Protagonista di questa vicenda è Callisto Grandi, nato ad Incisa Valdarno nel 1849. Un uomo di bassa statura e sempliciotto. aveva una bottega in cui si costruiva carri o ne faceva le riparazioni. Un uomo solo sin dall’infanzia.

La storia ha inizio quando un gruppo di bambini si infila nella sua bottega per prendersi gioco di lui e fare degli scherzi che lungo andare hanno fatto in modo che il Grandi reagisse nel peggior modo possibile.

Come lui stesso ha descritto ogni vittima aveva una colpa. Chi gli aveva dipinto il volto con una vernice che rimase su di lui per tre giorni, un altro fece degli escrementi dove teneva il carbone, un altro ancora gli aveva rovesciato in terra un grosso quantitativo di tinta.

Stufo di quei bambini capisce che solo acquisendo la loro fiducia poteva arrivargli quel tanto vicino da farli smettere. Cominciò ad attirarli con una scusa uno ad uno…

Il primo fu un bambino di 4 anni, Luigino Bonecchi, poi è il turno di Arturo degli Innocenti sempre di 4 anni, Angiolo Martelli 7 anni, Fortunato Paladini di 9 anni e l’ultimo, ma sopravvissuto, Amerigo Turchi sempre di 9 anni.

Uccisi con una palata dietro la schiena, o schiaciati con la ruota di un carro. strozzati con un laccio. Ha utilizzato vari metodi per fermarli e fermare quelle angherie che doveva sopportare ma a tutti aveva già preparato un posto dove riposare per sempre.

Nel sottoscala preparava sempre una fossa, scavata nella terra morbida, pronta per quando la persona a cui era destinata ne facesse il suo ingresso.

Una persona esasperata ed inascoltata dagli altri paesani. Gli scherzi seppur dettati dall’ingenua cattiveria infantile erano pesanti e divennero presto un macigno che doveva essere tolto.

Come un ragno con le sue prede il Grandi aspettava l’ingresso di quei predatori che ben presto divennero vittime.

Il suo modus operandi era costante e preciso. La scelta dell’arma improvvisata di un Serial Killer (come lo chiameremo oggi) disorganizzato si scontrava con la premeditazione nella preparazione di una fossa, tipico di un Serial Killer organizzato.
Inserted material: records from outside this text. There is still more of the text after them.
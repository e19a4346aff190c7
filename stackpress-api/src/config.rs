//! Configuration management for Stackpress API
//!
//! Settings are layered, lowest priority first:
//! 1. Default values
//! 2. Configuration file (TOML format)
//! 3. Environment variables

use std::num::NonZeroU32;
use std::path::{Path, PathBuf};
use std::time::Duration;

use serde::{Deserialize, Serialize};
use thiserror::Error;

use crate::validation;

/// Disk size used when a request does not give a usable one
pub const DEFAULT_DISK_SIZE_GB: NonZeroU32 = match NonZeroU32::new(5) {
    Some(size) => size,
    None => NonZeroU32::MIN,
};

/// Main configuration struct for Stackpress
#[derive(Debug, Clone, Default, Serialize, Deserialize)]
#[serde(default)]
pub struct StackpressConfig {
    /// Server configuration
    pub server: ServerConfig,
    /// Logging configuration
    pub logging: LoggingConfig,
    /// Defaults and cluster settings for provisioned stacks
    pub provisioning: ProvisioningConfig,
}

/// Server configuration
#[derive(Debug, Clone, Serialize, Deserialize)]
#[serde(default)]
pub struct ServerConfig {
    /// Host address to bind to
    pub host: String,
    /// Port to listen on
    pub port: u16,
}

/// Logging configuration
#[derive(Debug, Clone, Serialize, Deserialize)]
#[serde(default)]
pub struct LoggingConfig {
    /// Log level (trace, debug, info, warn, error)
    pub level: String,
    /// Directory for log files
    pub log_dir: PathBuf,
    /// Write JSON logs to `log_dir` in addition to the console
    pub file_logging_enabled: bool,
    /// Use JSON formatting on the console as well
    pub json_format: bool,
}

/// Provisioning defaults
#[derive(Debug, Clone, Serialize, Deserialize)]
#[serde(default)]
pub struct ProvisioningConfig {
    /// Prefix used when a request has no `deployment_name`
    pub default_prefix: String,
    /// Disk size used when a request omits one or sends a non-positive value
    pub default_disk_size_gb: NonZeroU32,
    /// Length of generated database passwords
    pub credential_length: usize,
    /// Node directory under which hostPath volumes are created
    pub host_path_root: String,
    pub database_image: String,
    pub app_image: String,
    /// How long each tier has to report a ready replica
    pub readiness_timeout_secs: u64,
    pub readiness_poll_interval_secs: u64,
}

impl Default for ServerConfig {
    fn default() -> Self {
        Self {
            host: "0.0.0.0".to_string(),
            port: 8080,
        }
    }
}

impl Default for LoggingConfig {
    fn default() -> Self {
        Self {
            level: "info".to_string(),
            log_dir: PathBuf::from("/var/log/stackpress"),
            file_logging_enabled: false,
            json_format: false,
        }
    }
}

impl Default for ProvisioningConfig {
    fn default() -> Self {
        Self {
            default_prefix: "wp".to_string(),
            default_disk_size_gb: DEFAULT_DISK_SIZE_GB,
            credential_length: 16,
            host_path_root: "/mnt/data".to_string(),
            database_image: "mysql:8".to_string(),
            app_image: "wordpress:6.7.1".to_string(),
            readiness_timeout_secs: 120,
            readiness_poll_interval_secs: 5,
        }
    }
}

impl ProvisioningConfig {
    pub fn readiness_timeout(&self) -> Duration {
        Duration::from_secs(self.readiness_timeout_secs)
    }

    pub fn readiness_poll_interval(&self) -> Duration {
        Duration::from_secs(self.readiness_poll_interval_secs)
    }
}

impl StackpressConfig {
    /// Load defaults, then the first config file found, then the environment
    pub fn load() -> Result<Self, ConfigError> {
        let mut config = match Self::find_config_file() {
            Some(path) => Self::load_from_file(&path)?,
            None => Self::default(),
        };

        config.apply_env_overrides(|key| std::env::var(key).ok());
        config.validate()?;

        Ok(config)
    }

    /// Load configuration from a specific file path
    pub fn load_from_file(path: &Path) -> Result<Self, ConfigError> {
        let content = std::fs::read_to_string(path)
            .map_err(|e| ConfigError::FileRead(path.to_path_buf(), e.to_string()))?;

        toml::from_str(&content).map_err(|e| ConfigError::Parse(e.to_string()))
    }

    /// Find configuration file in standard locations
    fn find_config_file() -> Option<PathBuf> {
        let paths = [
            std::env::var("STACKPRESS_CONFIG").ok().map(PathBuf::from),
            Some(PathBuf::from("/etc/stackpress/config.toml")),
            Some(PathBuf::from("./stackpress.toml")),
        ];

        paths.into_iter().flatten().find(|p| p.exists())
    }

    /// Apply overrides; `lookup` returns the value of an environment variable
    pub fn apply_env_overrides<F>(&mut self, lookup: F)
    where
        F: Fn(&str) -> Option<String>,
    {
        // Server
        if let Some(host) = lookup("STACKPRESS_HOST") {
            self.server.host = host;
        }
        // STACKPRESS_PORT wins over the generic PORT
        for key in ["PORT", "STACKPRESS_PORT"] {
            if let Some(port) = lookup(key).and_then(|p| p.parse().ok()) {
                self.server.port = port;
            }
        }

        // Logging
        if let Some(level) = lookup("STACKPRESS_LOG_LEVEL") {
            self.logging.level = level;
        }
        if let Some(dir) = lookup("STACKPRESS_LOG_DIR") {
            self.logging.log_dir = PathBuf::from(dir);
        }
        if let Some(enabled) = lookup("STACKPRESS_FILE_LOGGING") {
            self.logging.file_logging_enabled = enabled.parse().unwrap_or(false);
        }
        if let Some(json) = lookup("STACKPRESS_LOG_JSON") {
            self.logging.json_format = json.parse().unwrap_or(false);
        }

        // Provisioning
        if let Some(prefix) = lookup("STACKPRESS_DEFAULT_PREFIX") {
            self.provisioning.default_prefix = prefix;
        }
        if let Some(size) = lookup("STACKPRESS_DEFAULT_DISK_SIZE_GB").and_then(|s| s.parse().ok()) {
            self.provisioning.default_disk_size_gb = size;
        }
        if let Some(root) = lookup("STACKPRESS_HOST_PATH_ROOT") {
            self.provisioning.host_path_root = root;
        }
        if let Some(image) = lookup("STACKPRESS_DATABASE_IMAGE") {
            self.provisioning.database_image = image;
        }
        if let Some(image) = lookup("STACKPRESS_APP_IMAGE") {
            self.provisioning.app_image = image;
        }
        if let Some(secs) = lookup("STACKPRESS_READINESS_TIMEOUT_SECS").and_then(|s| s.parse().ok()) {
            self.provisioning.readiness_timeout_secs = secs;
        }
        if let Some(secs) =
            lookup("STACKPRESS_READINESS_POLL_INTERVAL_SECS").and_then(|s| s.parse().ok())
        {
            self.provisioning.readiness_poll_interval_secs = secs;
        }
    }

    /// Generate a sample configuration file
    pub fn generate_sample() -> String {
        let config = Self::default();
        toml::to_string_pretty(&config).unwrap_or_default()
    }

    /// Validate the configuration
    pub fn validate(&self) -> Result<(), ConfigError> {
        if self.server.port == 0 {
            return Err(ConfigError::Validation("Port cannot be 0".to_string()));
        }

        let provisioning = &self.provisioning;
        if provisioning.default_prefix.trim().is_empty() {
            return Err(ConfigError::Validation(
                "Default prefix cannot be empty".to_string(),
            ));
        }
        validation::validate_deployment_prefix(&provisioning.default_prefix)
            .map_err(|e| ConfigError::Validation(format!("Invalid default prefix: {}", e)))?;
        if provisioning.credential_length == 0 {
            return Err(ConfigError::Validation(
                "Credential length must be at least 1".to_string(),
            ));
        }
        if provisioning.host_path_root.is_empty() {
            return Err(ConfigError::Validation(
                "Host path root cannot be empty".to_string(),
            ));
        }
        if provisioning.database_image.is_empty() || provisioning.app_image.is_empty() {
            return Err(ConfigError::Validation(
                "Container images cannot be empty".to_string(),
            ));
        }
        if provisioning.readiness_timeout_secs == 0 || provisioning.readiness_poll_interval_secs == 0
        {
            return Err(ConfigError::Validation(
                "Readiness timeout and poll interval must be at least 1 second".to_string(),
            ));
        }
        if provisioning.readiness_poll_interval_secs > provisioning.readiness_timeout_secs {
            return Err(ConfigError::Validation(
                "Readiness poll interval cannot exceed the timeout".to_string(),
            ));
        }

        Ok(())
    }
}

/// Configuration errors
#[derive(Debug, Clone, Error)]
pub enum ConfigError {
    /// Failed to read configuration file
    #[error("Failed to read config file {0:?}: {1}")]
    FileRead(PathBuf, String),
    /// Failed to parse configuration
    #[error("Failed to parse config: {0}")]
    Parse(String),
    /// Configuration validation failed
    #[error("Config validation failed: {0}")]
    Validation(String),
}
Callisto Grandi non era spinto da parafilie specifiche. Non era la sfera sessuale a dettare i suoi omicidi, bensì la vendetta di cui non ne negò mai il desiderio.

Per questo controverso caso ci fu uno scontro tra il Tribunale e la sentenza inflitta e Cesare Lombroso, colui che ad oggi viene considerato uno nei grandi fondatori della Criminologia.

Lombroso sosteneva che Callisto era affetto da cretinismo. Da tenere in considerazione che all’epoca questo termine aveva tutt’altro significato. Lombroso affermava che “La miseria non è diretta causa del cretinismo ma ne è un elemento favoritore/incubatore[…]”

Il tribunale non ritenne il Grandi un “cretino” ma una persona capace di organizzare e mettere in pratica non uno bensì 4 omicidi ed un tentato omicidio ai danni di persone più deboli di lui.

Dopotutto, una volta scontata la sua pena di 20 anni in carcere ed ai lavori forzati, nel 1895 fu mandato in un manicomio. Vi trascorse altri 16 anni.

Callisto Grandi si spense in manicomio nel 1911.